Les factures de téléphone fixe ont été augmentées de plus de 1,50 $, les cartes de débit prépayées de 0,16 $, et une taxe de 20 % a été imposée sur certains prix de loterie libanaise et étrangère.

Des frais de 3,30 $ vont également être imposés aux voyageurs étrangers entrant au Liban par les voies terrestres, ainsi qu'une taxe de 100 $ par personne pour les passagers sur les vols de première classe, et 266,6 $ pour ceux arrivant en avion privé.

De plus, une taxe d'impôt sur le revenu de 15 % a été mise en place, ainsi qu'une taxe sur les contrats immobiliers équivalente à 2 % du prix de vente.

Financement des salaires publics

« Ces nouvelles taxes s'inscrivent dans le contexte du financement de l'échelle des salaires et des grades du secteur public, qui a déjà été approuvé par le parlement », a fait savoir le ministre des Finances Ali Hassan Khalil le 9 octobre, lorsqu'elles ont été approuvées.

Ces taxes ont pour but de réduire le déficit budgétaire et de protéger le statut fiscal du Liban, a-t-il déclaré, précisant que les dépenses publiques étaient passées d'environ 6,6 milliards de dollars en 2005 à 16 milliards cette année, sans augmentation de l'assiette fiscale.

« Les nouvelles taxes ne servent pas à financer l'échelle des salaires et des grades », a affirmé Jad Shaaban, professeur agrégé d'économie à l'université américaine de Beyrouth.

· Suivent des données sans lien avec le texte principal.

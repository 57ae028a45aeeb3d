//! Defines the date-range expression grammar and its evaluation. An
//! expression is a comma-separated sequence of clauses combined with
//! logical AND:
//!
//! ```text
//! expr   := clause ("," clause)*
//! clause := [attribute] operator value
//! ```
//!
//! A clause with an attribute (`year`, `month`, `day`, `hour`, `minute`,
//! `second`, `weekday`, `isoweekday`) compares that numeric field of the
//! tested timestamp against an integer. A clause without an attribute
//! compares the entire timestamp against either the literal `now` or a
//! date literal (see [`crate::datetime`] for the accepted forms).
//! Whitespace around clauses, operators, and values is insignificant.
//!
//! Weekday numbering follows chrono's from-Monday convention: `weekday`
//! runs 0 (Monday) through 6 (Sunday) and `isoweekday` runs 1 (Monday)
//! through 7 (Sunday).

use crate::datetime;
use chrono::{Datelike, NaiveDateTime, Timelike};
use std::fmt;

/// A date/time field a clause may restrict.
#[derive(Clone, Copy, Debug, PartialEq, Eq)]
pub enum Attribute {
    Year,
    Month,
    Day,
    Hour,
    Minute,
    Second,
    Weekday,
    IsoWeekday,
}

impl Attribute {
    /// Maps an attribute keyword to its [`Attribute`]. Keywords are
    /// lowercase only.
    fn from_token(token: &str) -> Option<Attribute> {
        match token {
            "year" => Some(Attribute::Year),
            "month" => Some(Attribute::Month),
            "day" => Some(Attribute::Day),
            "hour" => Some(Attribute::Hour),
            "minute" => Some(Attribute::Minute),
            "second" => Some(Attribute::Second),
            "weekday" => Some(Attribute::Weekday),
            "isoweekday" => Some(Attribute::IsoWeekday),
            _ => None,
        }
    }

    /// Extracts the attribute's numeric value from a timestamp.
    pub fn of(&self, when: &NaiveDateTime) -> i64 {
        match self {
            Attribute::Year => i64::from(when.year()),
            Attribute::Month => i64::from(when.month()),
            Attribute::Day => i64::from(when.day()),
            Attribute::Hour => i64::from(when.hour()),
            Attribute::Minute => i64::from(when.minute()),
            Attribute::Second => i64::from(when.second()),
            Attribute::Weekday => i64::from(when.weekday().num_days_from_monday()),
            Attribute::IsoWeekday => i64::from(when.weekday().number_from_monday()),
        }
    }
}

/// A comparison operator.
#[derive(Clone, Copy, Debug, PartialEq, Eq)]
pub enum Op {
    Eq,
    Ne,
    Le,
    Ge,
    Lt,
    Gt,
}

impl Op {
    /// Operator tokens, longest first so `<=` and `>=` win over `<` and
    /// `>`.
    const TOKENS: [(&'static str, Op); 6] = [
        ("==", Op::Eq),
        ("!=", Op::Ne),
        ("<=", Op::Le),
        (">=", Op::Ge),
        ("<", Op::Lt),
        (">", Op::Gt),
    ];

    /// Strips a leading operator token off `s`, returning the operator
    /// and the rest of the input.
    fn strip(s: &str) -> Option<(Op, &str)> {
        for (token, op) in &Self::TOKENS {
            if s.starts_with(token) {
                return Some((*op, &s[token.len()..]));
            }
        }
        None
    }

    /// Applies the operator to a pair of ordered values.
    pub fn apply<T: PartialOrd>(&self, left: &T, right: &T) -> bool {
        match self {
            Op::Eq => left == right,
            Op::Ne => left != right,
            Op::Le => left <= right,
            Op::Ge => left >= right,
            Op::Lt => left < right,
            Op::Gt => left > right,
        }
    }
}

/// The value of a whole-timestamp clause: either the reference current
/// time or a literal timestamp fixed at parse time.
#[derive(Clone, Copy, Debug, PartialEq)]
pub enum TimeValue {
    Now,
    Literal(NaiveDateTime),
}

/// One `[attribute] operator value` filter term. Values are converted to
/// their required type when the clause is parsed, so evaluation cannot
/// fail.
#[derive(Clone, Copy, Debug, PartialEq)]
pub enum Clause {
    /// Compares a numeric field of the tested timestamp against an
    /// integer.
    Field {
        attribute: Attribute,
        op: Op,
        value: i64,
    },

    /// Compares the entire tested timestamp, at full precision, against
    /// a [`TimeValue`].
    Timestamp { op: Op, value: TimeValue },
}

impl Clause {
    /// Evaluates the clause against `when`, resolving the `now` token
    /// with the supplied reference instant.
    pub fn eval(&self, when: &NaiveDateTime, now: &NaiveDateTime) -> bool {
        match self {
            Clause::Field {
                attribute,
                op,
                value,
            } => op.apply(&attribute.of(when), value),
            Clause::Timestamp { op, value } => match value {
                TimeValue::Now => op.apply(when, now),
                TimeValue::Literal(timestamp) => op.apply(when, timestamp),
            },
        }
    }
}

impl std::str::FromStr for Clause {
    type Err = Error;

    fn from_str(s: &str) -> Result<Clause> {
        let s = s.trim();
        if s.is_empty() {
            return Err(ParseError::EmptyClause.into());
        }

        // A leading run of letters is always an attribute keyword;
        // letters can only appear in the value position after the
        // operator.
        let ident_len = s
            .find(|c: char| !c.is_ascii_alphabetic())
            .unwrap_or_else(|| s.len());
        let (ident, rest) = s.split_at(ident_len);

        let (op, rest) =
            Op::strip(rest.trim_start()).ok_or_else(|| ParseError::MissingOperator {
                clause: s.to_owned(),
            })?;
        let value = rest.trim();

        if ident.is_empty() {
            if value == "now" {
                return Ok(Clause::Timestamp {
                    op,
                    value: TimeValue::Now,
                });
            }
            let timestamp = datetime::parse(value).map_err(ValueError::Date)?;
            Ok(Clause::Timestamp {
                op,
                value: TimeValue::Literal(timestamp),
            })
        } else {
            let attribute =
                Attribute::from_token(ident).ok_or_else(|| ParseError::UnknownAttribute {
                    token: ident.to_owned(),
                })?;
            let value = value.parse::<i64>().map_err(|err| ValueError::Int {
                value: value.to_owned(),
                err,
            })?;
            Ok(Clause::Field {
                attribute,
                op,
                value,
            })
        }
    }
}

/// An ordered, AND-combined sequence of [`Clause`]s.
#[derive(Clone, Debug, PartialEq)]
pub struct Expr {
    clauses: Vec<Clause>,
}

impl Expr {
    /// Evaluates every clause against `when` under the shared reference
    /// instant `now`. Clauses are evaluated in textual order and
    /// evaluation stops at the first false clause; clauses have no side
    /// effects, so the result is the same as evaluating all of them.
    pub fn eval(&self, when: &NaiveDateTime, now: &NaiveDateTime) -> bool {
        self.clauses.iter().all(|clause| clause.eval(when, now))
    }
}

impl std::str::FromStr for Expr {
    type Err = Error;

    /// Parses a full comma-separated expression. The whole expression is
    /// parsed before anything is evaluated, so a malformed clause
    /// surfaces even when an earlier clause would already have decided
    /// the outcome.
    fn from_str(s: &str) -> Result<Expr> {
        let mut clauses = Vec::new();
        for item in s.split(',') {
            clauses.push(item.parse()?);
        }
        Ok(Expr { clauses })
    }
}

/// Represents the result of parsing or evaluating an expression.
pub type Result<T> = std::result::Result<T, Error>;

/// Represents an invalid date-range expression. Grammar problems and
/// value problems are distinct variants so callers can tell a garbled
/// clause from a well-formed clause with a bad value.
#[derive(Debug)]
pub enum Error {
    /// The expression or a clause does not conform to the grammar.
    Parse(ParseError),

    /// A value token cannot be converted to the type its clause
    /// requires.
    Value(ValueError),
}

/// Represents a clause that does not conform to the grammar.
#[derive(Debug)]
pub enum ParseError {
    /// Returned for an empty clause (including the empty expression).
    EmptyClause,

    /// Returned when a clause has no comparison operator.
    MissingOperator { clause: String },

    /// Returned when a clause's attribute keyword is not recognized.
    UnknownAttribute { token: String },
}

/// Represents a value token that cannot be converted to the type its
/// clause requires.
#[derive(Debug)]
pub enum ValueError {
    /// Returned when a field attribute's value is not an integer.
    Int {
        value: String,
        err: std::num::ParseIntError,
    },

    /// Returned when a whole-timestamp clause's value is not a
    /// recognized date.
    Date(datetime::Error),
}

impl fmt::Display for Error {
    /// Displays an [`Error`] as human-readable text.
    fn fmt(&self, f: &mut fmt::Formatter) -> fmt::Result {
        match self {
            Error::Parse(err) => err.fmt(f),
            Error::Value(err) => err.fmt(f),
        }
    }
}

impl std::error::Error for Error {
    /// Implements the [`std::error::Error`] trait for [`Error`].
    fn source(&self) -> Option<&(dyn std::error::Error + 'static)> {
        match self {
            Error::Parse(err) => Some(err),
            Error::Value(err) => Some(err),
        }
    }
}

impl fmt::Display for ParseError {
    /// Displays a [`ParseError`] as human-readable text.
    fn fmt(&self, f: &mut fmt::Formatter) -> fmt::Result {
        match self {
            ParseError::EmptyClause => write!(f, "empty clause"),
            ParseError::MissingOperator { clause } => {
                write!(f, "missing comparison operator in clause `{}`", clause)
            }
            ParseError::UnknownAttribute { token } => {
                write!(f, "unknown date attribute `{}`", token)
            }
        }
    }
}

impl std::error::Error for ParseError {}

impl fmt::Display for ValueError {
    /// Displays a [`ValueError`] as human-readable text.
    fn fmt(&self, f: &mut fmt::Formatter) -> fmt::Result {
        match self {
            ValueError::Int { value, err } => {
                write!(f, "invalid integer `{}`: {}", value, err)
            }
            ValueError::Date(err) => err.fmt(f),
        }
    }
}

impl std::error::Error for ValueError {
    /// Implements the [`std::error::Error`] trait for [`ValueError`].
    fn source(&self) -> Option<&(dyn std::error::Error + 'static)> {
        match self {
            ValueError::Int { value: _, err } => Some(err),
            ValueError::Date(err) => Some(err),
        }
    }
}

impl From<ParseError> for Error {
    /// Converts [`ParseError`]s into [`Error`]. This allows us to use
    /// the `?` operator while parsing clauses.
    fn from(err: ParseError) -> Error {
        Error::Parse(err)
    }
}

impl From<ValueError> for Error {
    /// Converts [`ValueError`]s into [`Error`]. This allows us to use
    /// the `?` operator while parsing clauses.
    fn from(err: ValueError) -> Error {
        Error::Value(err)
    }
}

« Les projections indiquent que le prix des produits et des biens va augmenter entre 10 et 15 % à cause de cette taxation », a-t-il rapporté, ajoutant que l'accroissement de ces coûts fera grimper le prix des services, car les entreprises devront absorber ces augmentations.

Le Premier ministre Saad Hariri avait par ailleurs prévenu que l'alternative à l'augmentation des impôts serait l'effondrement de la livre libanaise sous six mois.

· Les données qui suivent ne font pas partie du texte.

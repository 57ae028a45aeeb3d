//! Selects posts from a timeline according to a [`Query`] of optional
//! criteria. This is the calling layer for the date-range matcher: a
//! query's `date` field holds a date-range expression and every post's
//! date is tested against it under one shared reference instant, so the
//! whole selection is internally consistent even while wall-clock time
//! advances.

use crate::clock::Clock;
use crate::expr;
use crate::matcher::Matcher;
use crate::post::{Kind, Post};
use serde::Deserialize;
use std::collections::HashSet;
use std::fmt;
use std::path::PathBuf;

/// Which post kinds a query selects from.
#[derive(Clone, Copy, Debug, PartialEq, Eq, Deserialize)]
#[serde(rename_all = "lowercase")]
pub enum KindFilter {
    #[serde(alias = "post")]
    Posts,

    #[serde(alias = "page")]
    Pages,

    All,
}

impl Default for KindFilter {
    fn default() -> Self {
        KindFilter::Posts
    }
}

impl KindFilter {
    fn admits(&self, kind: Kind) -> bool {
        match self {
            KindFilter::Posts => kind == Kind::Post,
            KindFilter::Pages => kind == Kind::Page,
            KindFilter::All => true,
        }
    }
}

/// A bag of optional selection criteria. Every field defaults to "no
/// constraint", so an empty query returns the whole timeline of posts,
/// newest first.
#[derive(Clone, Debug, Default, Deserialize)]
#[serde(default)]
pub struct Query {
    /// Which kinds to select from: `posts` (the default), `pages`, or
    /// `all`.
    #[serde(rename = "type")]
    pub kind: KindFilter,

    /// Tags to match. By default a post sharing any listed tag is
    /// admitted; with `require_all_tags` the post must carry every
    /// listed tag.
    pub tags: Vec<String>,

    pub require_all_tags: bool,

    /// Categories to match, case-insensitively.
    pub categories: Vec<String>,

    /// Sections to match, case-insensitively.
    pub sections: Vec<String>,

    /// When non-empty, only posts with one of these slugs survive. This
    /// is applied to the sliced window, after `start`/`stop`.
    pub slugs: Vec<String>,

    /// A date-range expression each post's date must satisfy.
    pub date: Option<String>,

    /// A metadata key to sort by instead of the date ordering. Every
    /// selected post must carry the key.
    pub sort: Option<String>,

    /// Reverses the sliced window.
    pub reverse: bool,

    /// The first index of the window into the filtered timeline.
    pub start: Option<usize>,

    /// The index one past the end of the window.
    pub stop: Option<usize>,

    /// A source path to exclude, so a post embedding a query does not
    /// list itself.
    pub exclude_source: Option<PathBuf>,
}

/// Applies [`Query`]s to timelines of posts.
pub struct Filter<'a> {
    /// The current-time source handed to the date-range matcher.
    clock: &'a dyn Clock,
}

impl<'a> Filter<'a> {
    /// Constructs a filter over the given clock.
    pub fn new(clock: &'a dyn Clock) -> Filter<'a> {
        Filter { clock }
    }

    /// Selects the posts matching `query` from `posts`. Criteria are
    /// applied in a fixed order: kind, excluded source, categories,
    /// sections, tags, sort, date range, then the `start`/`stop` window,
    /// `reverse`, and finally `slugs`.
    pub fn apply<'p>(&self, query: &Query, posts: &'p [Post]) -> Result<Vec<&'p Post>> {
        let mut timeline: Vec<&Post> = posts
            .iter()
            .filter(|post| query.kind.admits(post.kind))
            .collect();
        timeline.sort_by(|a, b| b.date.cmp(&a.date));

        if let Some(exclude) = &query.exclude_source {
            timeline.retain(|post| post.source_path.as_deref() != Some(exclude.as_path()));
        }

        if !query.categories.is_empty() {
            let categories: Vec<String> = query
                .categories
                .iter()
                .map(|c| c.trim().to_lowercase())
                .collect();
            timeline.retain(|post| categories.contains(&post.category.to_lowercase()));
        }

        if !query.sections.is_empty() {
            let sections: Vec<String> = query
                .sections
                .iter()
                .map(|s| s.trim().to_lowercase())
                .collect();
            timeline.retain(|post| sections.contains(&post.section.to_lowercase()));
        }

        if !query.tags.is_empty() {
            let tags: HashSet<String> = query.tags.iter().map(|t| slug::slugify(t)).collect();
            timeline.retain(|post| {
                if query.require_all_tags {
                    tags.is_subset(&post.tags)
                } else {
                    !tags.is_disjoint(&post.tags)
                }
            });
        }

        if let Some(key) = &query.sort {
            for post in &timeline {
                if !post.meta.contains_key(key) {
                    return Err(Error::MissingSortKey {
                        key: key.clone(),
                        slug: post.slug.clone(),
                    });
                }
            }
            timeline.sort_by(|a, b| a.meta.get(key).cmp(&b.meta.get(key)));
        }

        if let Some(range) = &query.date {
            // One reference instant for the whole selection.
            let now = self.clock.now();
            let matcher = Matcher::new(self.clock);
            let mut kept = Vec::with_capacity(timeline.len());
            for post in timeline {
                if matcher.matches(range, &post.date, Some(now))? {
                    kept.push(post);
                }
            }
            timeline = kept;
        }

        let start = query.start.unwrap_or(0).min(timeline.len());
        let stop = query.stop.unwrap_or_else(|| timeline.len()).min(timeline.len());
        let mut window: Vec<&Post> = if start < stop {
            timeline[start..stop].to_vec()
        } else {
            Vec::new()
        };
        if query.reverse {
            window.reverse();
        }

        if !query.slugs.is_empty() {
            window.retain(|post| query.slugs.iter().any(|wanted| wanted.trim() == post.slug));
        }

        Ok(window)
    }
}

/// Represents the result of applying a query.
pub type Result<T> = std::result::Result<T, Error>;

/// Represents an error applying a query.
#[derive(Debug)]
pub enum Error {
    /// The query's date-range expression is malformed.
    DateRange(expr::Error),

    /// A selected post is missing the requested sort key.
    MissingSortKey { key: String, slug: String },
}

impl fmt::Display for Error {
    /// Displays an [`Error`] as human-readable text.
    fn fmt(&self, f: &mut fmt::Formatter) -> fmt::Result {
        match self {
            Error::DateRange(err) => err.fmt(f),
            Error::MissingSortKey { key, slug } => {
                write!(f, "post `{}` has no `{}` metadata to sort by", slug, key)
            }
        }
    }
}

impl std::error::Error for Error {
    /// Implements the [`std::error::Error`] trait for [`Error`].
    fn source(&self) -> Option<&(dyn std::error::Error + 'static)> {
        match self {
            Error::DateRange(err) => Some(err),
            Error::MissingSortKey { .. } => None,
        }
    }
}

impl From<expr::Error> for Error {
    /// Converts expression errors into [`Error`]. This allows us to use
    /// the `?` operator around the date-range matcher.
    fn from(err: expr::Error) -> Error {
        Error::DateRange(err)
    }
}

« Si nous mettions en place la [loi sur les salaires du secteur public] sans revenus, cela serait un désastre pour le pays », a-t-il déclaré le 9 octobre.

Contrôle du déficit budgétaire

La hausse des salaires pour les fonctionnaires augmentera certes la consommation, mais elle sera contrée par une diminution des investissements à cause de l'augmentation des impôts, a déclaré Marwan Barakat, économiste en chef et chercheur principal de Bank Audi.

« L'augmentation attendue de la consommation se traduira par davantage d'importations pour un pays comme le Liban qui est classé comme importateur majeur », a-t-il déclaré à Al-Mashareq, notant que cela accroîtra le déficit de la balance commerciale.

La banque Audi a récemment effectué une étude qui montre que ces nouvelles taxes entraîneront une hausse de l'inflation de 4 %, a-t-il rapporté.

« Ces taxes, qui visent également le secteur bancaire, auront un impact d'environ 325 millions de dollars sur le profit annuel des banques, qui est de 2 milliards », a-t-il précisé.

« La plupart des taxes approuvées concernent les citoyens, et modifieront donc leur pouvoir d'achat », a déclaré Violette Ghazal al-Balaa, rédactrice en chef d'Arab Economic News.

L'augmentation des salaires profitera à environ 370 000 fonctionnaires, a-t-elle expliqué à Al-Mashareq, mais ne s'applique pas aux employés du privé, qui sont deux fois plus nombreux.

« Le véritable objectif de ces nouvelles taxes est de réduire le déficit du budget général », a-t-elle affirmé, ajoutant que la réduction du déficit devrait être traitée par la loi de finance, qui n'a pas encore été approuvée, et non pas par une loi distincte.

« Nous devons contrôler l'indicateur de déficit pour nous assurer que les nouvelles taxes remplissent bien leur objectif », a conclu al-Balaa.